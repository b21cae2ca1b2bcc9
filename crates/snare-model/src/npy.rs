//! Minimal NumPy `.npy` / `.npz` codec for f32 tensors.
//!
//! Only the subset this toolkit emits and consumes is supported:
//! format version 1.0, dtype `<f4`, C-order. An `.npz` is a zip archive
//! of `.npy` members, one per named tensor, readable by
//! `numpy.load` on the Python side.

use std::collections::BTreeMap;
use std::fs::File;
use std::io::{Read, Write};
use std::path::Path;

use ndarray::{ArrayD, IxDyn};
use snare_core::{Result, SnareError};
use zip::write::SimpleFileOptions;
use zip::{CompressionMethod, ZipArchive, ZipWriter};

const MAGIC: &[u8; 6] = b"\x93NUMPY";

fn io_err(e: impl std::fmt::Display) -> SnareError {
    SnareError::ArtifactIo(e.to_string())
}

/// Serialize a tensor in `.npy` v1.0 layout.
pub fn write_npy<W: Write>(w: &mut W, arr: &ArrayD<f32>) -> Result<()> {
    let shape = arr
        .shape()
        .iter()
        .map(|d| format!("{d},"))
        .collect::<String>();
    // Trailing comma is required for 1-tuples and harmless otherwise,
    // except numpy prints "(2, 3)" -- both parse fine, keep it simple.
    let mut header = format!(
        "{{'descr': '<f4', 'fortran_order': False, 'shape': ({}), }}",
        shape.trim_end_matches(',').replace(',', ", ")
            + if arr.ndim() == 1 { "," } else { "" }
    );
    // Pad so the data section starts 64-byte aligned.
    let unpadded = MAGIC.len() + 2 + 2 + header.len() + 1;
    let pad = (64 - unpadded % 64) % 64;
    header.push_str(&" ".repeat(pad));
    header.push('\n');

    w.write_all(MAGIC).map_err(io_err)?;
    w.write_all(&[0x01, 0x00]).map_err(io_err)?;
    w.write_all(&(header.len() as u16).to_le_bytes())
        .map_err(io_err)?;
    w.write_all(header.as_bytes()).map_err(io_err)?;

    let standard = arr.as_standard_layout();
    let mut buf = Vec::with_capacity(standard.len() * 4);
    for &v in standard.iter() {
        buf.extend_from_slice(&v.to_le_bytes());
    }
    w.write_all(&buf).map_err(io_err)?;
    Ok(())
}

/// Deserialize an `.npy` v1.0 f32 tensor.
pub fn read_npy<R: Read>(r: &mut R) -> Result<ArrayD<f32>> {
    let mut magic = [0u8; 6];
    r.read_exact(&mut magic).map_err(io_err)?;
    if &magic != MAGIC {
        return Err(SnareError::ArtifactIo("not an npy file".to_string()));
    }
    let mut version = [0u8; 2];
    r.read_exact(&mut version).map_err(io_err)?;
    if version[0] != 1 {
        return Err(SnareError::ArtifactIo(format!(
            "unsupported npy version {}.{}",
            version[0], version[1]
        )));
    }
    let mut len_bytes = [0u8; 2];
    r.read_exact(&mut len_bytes).map_err(io_err)?;
    let header_len = u16::from_le_bytes(len_bytes) as usize;
    let mut header = vec![0u8; header_len];
    r.read_exact(&mut header).map_err(io_err)?;
    let header = String::from_utf8(header)
        .map_err(|_| SnareError::ArtifactIo("npy header is not utf-8".to_string()))?;

    if !header.contains("'<f4'") {
        return Err(SnareError::ArtifactIo(format!(
            "unsupported npy dtype in header: {}",
            header.trim()
        )));
    }
    if header.contains("'fortran_order': True") {
        return Err(SnareError::ArtifactIo(
            "fortran-order npy is not supported".to_string(),
        ));
    }
    let shape = parse_shape(&header)?;

    let count: usize = shape.iter().product();
    let mut data = vec![0u8; count * 4];
    r.read_exact(&mut data).map_err(io_err)?;
    let values = data
        .chunks_exact(4)
        .map(|c| f32::from_le_bytes([c[0], c[1], c[2], c[3]]))
        .collect::<Vec<_>>();
    ArrayD::from_shape_vec(IxDyn(&shape), values)
        .map_err(|e| SnareError::ArtifactIo(e.to_string()))
}

fn parse_shape(header: &str) -> Result<Vec<usize>> {
    let start = header
        .find("'shape':")
        .and_then(|i| header[i..].find('(').map(|j| i + j + 1))
        .ok_or_else(|| SnareError::ArtifactIo("npy header missing shape".to_string()))?;
    let end = header[start..]
        .find(')')
        .map(|j| start + j)
        .ok_or_else(|| SnareError::ArtifactIo("npy header missing shape".to_string()))?;
    header[start..end]
        .split(',')
        .map(str::trim)
        .filter(|s| !s.is_empty())
        .map(|s| {
            s.parse::<usize>()
                .map_err(|_| SnareError::ArtifactIo(format!("bad npy shape entry: {s}")))
        })
        .collect()
}

/// Write named tensors as an `.npz` archive (zip of `.npy` members).
pub fn write_npz(path: &Path, entries: &BTreeMap<String, ArrayD<f32>>) -> Result<()> {
    let file = File::create(path).map_err(io_err)?;
    let mut zip = ZipWriter::new(file);
    let options = SimpleFileOptions::default().compression_method(CompressionMethod::Deflated);
    for (name, arr) in entries {
        zip.start_file(format!("{name}.npy"), options)
            .map_err(io_err)?;
        write_npy(&mut zip, arr)?;
    }
    zip.finish().map_err(io_err)?;
    Ok(())
}

/// Read every tensor from an `.npz` archive, keyed by member name with the
/// `.npy` suffix stripped.
pub fn read_npz(path: &Path) -> Result<BTreeMap<String, ArrayD<f32>>> {
    let file = File::open(path).map_err(io_err)?;
    let mut zip = ZipArchive::new(file).map_err(io_err)?;
    let mut out = BTreeMap::new();
    for i in 0..zip.len() {
        let mut member = zip.by_index(i).map_err(io_err)?;
        let name = member
            .name()
            .strip_suffix(".npy")
            .unwrap_or(member.name())
            .to_string();
        let arr = read_npy(&mut member)?;
        out.insert(name, arr);
    }
    Ok(out)
}
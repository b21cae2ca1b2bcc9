//! Layer inspection helpers: names, intermediate outputs, parameter summary.

use ndarray::{Array2, Array4};
use snare_core::Result;
use tracing::info;

use crate::network::{Layer, Network};

/// Layer names in forward order. With `depth > 0` names are truncated to
/// their first `depth` dot-separated components and deduplicated, so
/// `depth = 1` collapses `features.0`, `features.1` into `features`.
pub fn layer_names(net: &Network, depth: usize) -> Vec<String> {
    let mut out: Vec<String> = Vec::new();
    for (name, _) in net.layers() {
        let truncated = if depth == 0 {
            name.clone()
        } else {
            name.split('.').take(depth).collect::<Vec<_>>().join(".")
        };
        if out.last() != Some(&truncated) {
            out.push(truncated);
        }
    }
    out
}

/// Forward pass that captures the output of every layer, in order.
pub fn all_layer_outputs(
    net: &Network,
    images: &Array4<f32>,
) -> Result<Vec<(String, Array2<f32>)>> {
    let mut x = Network::flatten(images);
    let mut captured = Vec::with_capacity(net.layers().len());
    for (name, layer) in net.layers() {
        x = match layer {
            Layer::Linear(lin) => lin.forward(&x)?,
            Layer::ReLU => x.mapv(|v| v.max(0.0)),
        };
        captured.push((name.clone(), x.clone()));
    }
    Ok(captured)
}

/// Log one line per layer with its parameter count, then the total.
pub fn summary(net: &Network) {
    let mut total = 0usize;
    for (name, layer) in net.layers() {
        let params = match layer {
            Layer::Linear(lin) => lin.weight.len() + lin.bias.len(),
            Layer::ReLU => 0,
        };
        total += params;
        info!(layer = %name, params, "layer");
    }
    info!(total_params = total, layers = net.layers().len(), "model summary");
}
//! Trigger watermark: a small pattern alpha-blended into images.

use std::path::Path;

use ndarray::{arr1, Array3, Array4};
use rand::rngs::StdRng;
use rand::{Rng, SeedableRng};
use serde::{Deserialize, Serialize};
use snare_core::{Result, SnareError};
use snare_model::npy;

/// Where the trigger lands in each image.
#[derive(Debug, Clone, Copy, PartialEq, Eq, Serialize, Deserialize)]
pub enum PositionPolicy {
    /// Stamp at a fixed (column, row) offset for every image.
    Fixed { x: usize, y: usize },
    /// Draw a fresh offset per image at apply time.
    Random,
    /// Scatter the trigger pixels over the whole image at positions fixed
    /// once at construction.
    Distributed,
}

/// A trigger pattern plus the policy for placing it.
///
/// `pattern` is (channels, height, width) with values in `[0, 1]`;
/// blending writes `(1 - alpha) * pixel + alpha * pattern` at the chosen
/// positions and leaves everything else untouched.
#[derive(Debug, Clone, PartialEq)]
pub struct Watermark {
    stem: String,
    pattern: Array3<f32>,
    alpha: f32,
    policy: PositionPolicy,
    image_shape: (usize, usize, usize),
    scatter: Vec<(usize, usize)>,
}

impl Watermark {
    /// Build a watermark for images of `image_shape` (channels, height,
    /// width). `seed` only matters for [`PositionPolicy::Distributed`],
    /// which freezes its scatter positions here.
    pub fn new(
        stem: impl Into<String>,
        pattern: Array3<f32>,
        alpha: f32,
        policy: PositionPolicy,
        image_shape: (usize, usize, usize),
        seed: u64,
    ) -> Result<Self> {
        if !(0.0..=1.0).contains(&alpha) || !alpha.is_finite() {
            return Err(SnareError::InvalidConfig(format!(
                "watermark alpha must be in [0, 1], got {alpha}"
            )));
        }
        let (c, h, w) = image_shape;
        let ps = pattern.shape();
        let (pc, ph, pw) = (ps[0], ps[1], ps[2]);
        if pc != c || ph > h || pw > w {
            return Err(SnareError::ShapeMismatch {
                expected: vec![c, h, w],
                got: vec![pc, ph, pw],
            });
        }
        if let PositionPolicy::Fixed { x, y } = policy {
            if x + pw > w || y + ph > h {
                return Err(SnareError::InvalidConfig(format!(
                    "fixed position ({x}, {y}) puts a {ph}x{pw} trigger outside a {h}x{w} image"
                )));
            }
        }
        let scatter = match policy {
            PositionPolicy::Distributed => {
                let mut rng = StdRng::seed_from_u64(seed);
                (0..ph * pw)
                    .map(|_| (rng.random_range(0..h), rng.random_range(0..w)))
                    .collect()
            }
            _ => Vec::new(),
        };
        Ok(Self {
            stem: stem.into(),
            pattern,
            alpha,
            policy,
            image_shape,
            scatter,
        })
    }

    /// All-ones square pattern, the classic BadNet trigger.
    pub fn square_pattern(channels: usize, size: usize) -> Array3<f32> {
        Array3::ones((channels, size, size))
    }

    pub fn stem(&self) -> &str {
        &self.stem
    }

    pub fn alpha(&self) -> f32 {
        self.alpha
    }

    pub fn policy(&self) -> PositionPolicy {
        self.policy
    }

    pub fn pattern(&self) -> &Array3<f32> {
        &self.pattern
    }

    /// (height, width) of the trigger pattern.
    pub fn mark_shape(&self) -> (usize, usize) {
        let s = self.pattern.shape();
        (s[1], s[2])
    }

    /// Stamp the trigger into every image of the batch, returning a new
    /// tensor. `rng` drives per-image offsets under
    /// [`PositionPolicy::Random`] and is untouched otherwise.
    pub fn apply(&self, images: &Array4<f32>, rng: &mut StdRng) -> Result<Array4<f32>> {
        let s = images.shape();
        let (c, h, w) = self.image_shape;
        if s[1] != c || s[2] != h || s[3] != w {
            return Err(SnareError::ShapeMismatch {
                expected: vec![c, h, w],
                got: vec![s[1], s[2], s[3]],
            });
        }
        let (ph, pw) = self.mark_shape();
        let alpha = self.alpha;
        let mut out = images.clone();
        for n in 0..s[0] {
            match self.policy {
                PositionPolicy::Fixed { x, y } => {
                    self.stamp(&mut out, n, y, x);
                }
                PositionPolicy::Random => {
                    let y = rng.random_range(0..=h - ph);
                    let x = rng.random_range(0..=w - pw);
                    self.stamp(&mut out, n, y, x);
                }
                PositionPolicy::Distributed => {
                    for (k, &(row, col)) in self.scatter.iter().enumerate() {
                        let (i, j) = (k / pw, k % pw);
                        for ch in 0..c {
                            let p = self.pattern[[ch, i, j]];
                            let v = &mut out[[n, ch, row, col]];
                            *v = (1.0 - alpha) * *v + alpha * p;
                        }
                    }
                }
            }
        }
        Ok(out)
    }

    fn stamp(&self, out: &mut Array4<f32>, n: usize, y: usize, x: usize) {
        let (ph, pw) = self.mark_shape();
        let c = self.image_shape.0;
        for ch in 0..c {
            for i in 0..ph {
                for j in 0..pw {
                    let p = self.pattern[[ch, i, j]];
                    let v = &mut out[[n, ch, y + i, x + j]];
                    *v = (1.0 - self.alpha) * *v + self.alpha * p;
                }
            }
        }
    }

    /// Persist pattern and alpha as an `.npz` with members `mark` and
    /// `alpha`.
    pub fn save_npz(&self, path: &Path) -> Result<()> {
        let mut entries = std::collections::BTreeMap::new();
        entries.insert("mark".to_string(), self.pattern.clone().into_dyn());
        entries.insert("alpha".to_string(), arr1(&[self.alpha]).into_dyn());
        npy::write_npz(path, &entries)
    }

    fn read_npz(path: &Path) -> Result<(Array3<f32>, f32)> {
        let entries = npy::read_npz(path)?;
        let pattern = entries
            .get("mark")
            .ok_or_else(|| SnareError::ArtifactIo("npz missing member: mark".to_string()))?
            .clone()
            .into_dimensionality::<ndarray::Ix3>()
            .map_err(|e| SnareError::ArtifactIo(e.to_string()))?;
        let alpha = entries
            .get("alpha")
            .and_then(|a| a.iter().next().copied())
            .ok_or_else(|| SnareError::ArtifactIo("npz missing member: alpha".to_string()))?;
        Ok((pattern, alpha))
    }

    /// Rebuild a watermark from an `.npz` written by [`Watermark::save_npz`].
    pub fn load_npz(
        path: &Path,
        stem: impl Into<String>,
        policy: PositionPolicy,
        image_shape: (usize, usize, usize),
        seed: u64,
    ) -> Result<Self> {
        let (pattern, alpha) = Self::read_npz(path)?;
        Self::new(stem, pattern, alpha, policy, image_shape, seed)
    }

    /// Reload pattern and alpha from an `.npz` written by
    /// [`Watermark::save_npz`], keeping the placement policy and any frozen
    /// scatter positions. The stored pattern must match the current
    /// pattern's shape.
    pub fn restore_npz(&mut self, path: &Path) -> Result<()> {
        let (pattern, alpha) = Self::read_npz(path)?;
        if pattern.shape() != self.pattern.shape() {
            return Err(SnareError::ShapeMismatch {
                expected: self.pattern.shape().to_vec(),
                got: pattern.shape().to_vec(),
            });
        }
        if !(0.0..=1.0).contains(&alpha) || !alpha.is_finite() {
            return Err(SnareError::ArtifactIo(format!(
                "stored alpha out of range: {alpha}"
            )));
        }
        self.pattern = pattern;
        self.alpha = alpha;
        Ok(())
    }

    /// Render the pattern as a PNG preview. Supports 1-channel (grayscale)
    /// and 3-channel (RGB) patterns.
    pub fn save_png(&self, path: &Path) -> Result<()> {
        let s = self.pattern.shape();
        let (c, h, w) = (s[0], s[1], s[2]);
        let to_u8 = |v: f32| (v.clamp(0.0, 1.0) * 255.0).round() as u8;
        let err = |e: image::ImageError| SnareError::ArtifactIo(e.to_string());
        match c {
            1 => {
                let mut bytes = Vec::with_capacity(h * w);
                for i in 0..h {
                    for j in 0..w {
                        bytes.push(to_u8(self.pattern[[0, i, j]]));
                    }
                }
                image::GrayImage::from_raw(w as u32, h as u32, bytes)
                    .ok_or_else(|| SnareError::ArtifactIo("png buffer size mismatch".to_string()))?
                    .save(path)
                    .map_err(err)
            }
            3 => {
                let mut bytes = Vec::with_capacity(3 * h * w);
                for i in 0..h {
                    for j in 0..w {
                        for ch in 0..3 {
                            bytes.push(to_u8(self.pattern[[ch, i, j]]));
                        }
                    }
                }
                image::RgbImage::from_raw(w as u32, h as u32, bytes)
                    .ok_or_else(|| SnareError::ArtifactIo("png buffer size mismatch".to_string()))?
                    .save(path)
                    .map_err(err)
            }
            other => Err(SnareError::ArtifactIo(format!(
                "cannot render {other}-channel pattern as png"
            ))),
        }
    }
}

• _Task prompt_:
Repeat, word for word, the lines from the opening of the material through the line containing "use zip::write::SimpleFileOptions;".

• _Output_:
repository b21cae2ca1b2bcc9
filename crates/snare-model/src/npy.rs
//! Minimal NumPy `.npy` / `.npz` codec for f32 tensors.
//!
//! Only the subset this toolkit emits and consumes is supported:
//! format version 1.0, dtype `<f4`, C-order. An `.npz` is a zip archive
//! of `.npy` members, one per named tensor, readable by
//! `numpy.load` on the Python side.

use std::collections::BTreeMap;
use std::fs::File;
use std::io::{Read, Write};
use std::path::Path;

use ndarray::{ArrayD, IxDyn};
use snare_core::{Result, SnareError};
use zip::write::SimpleFileOptions;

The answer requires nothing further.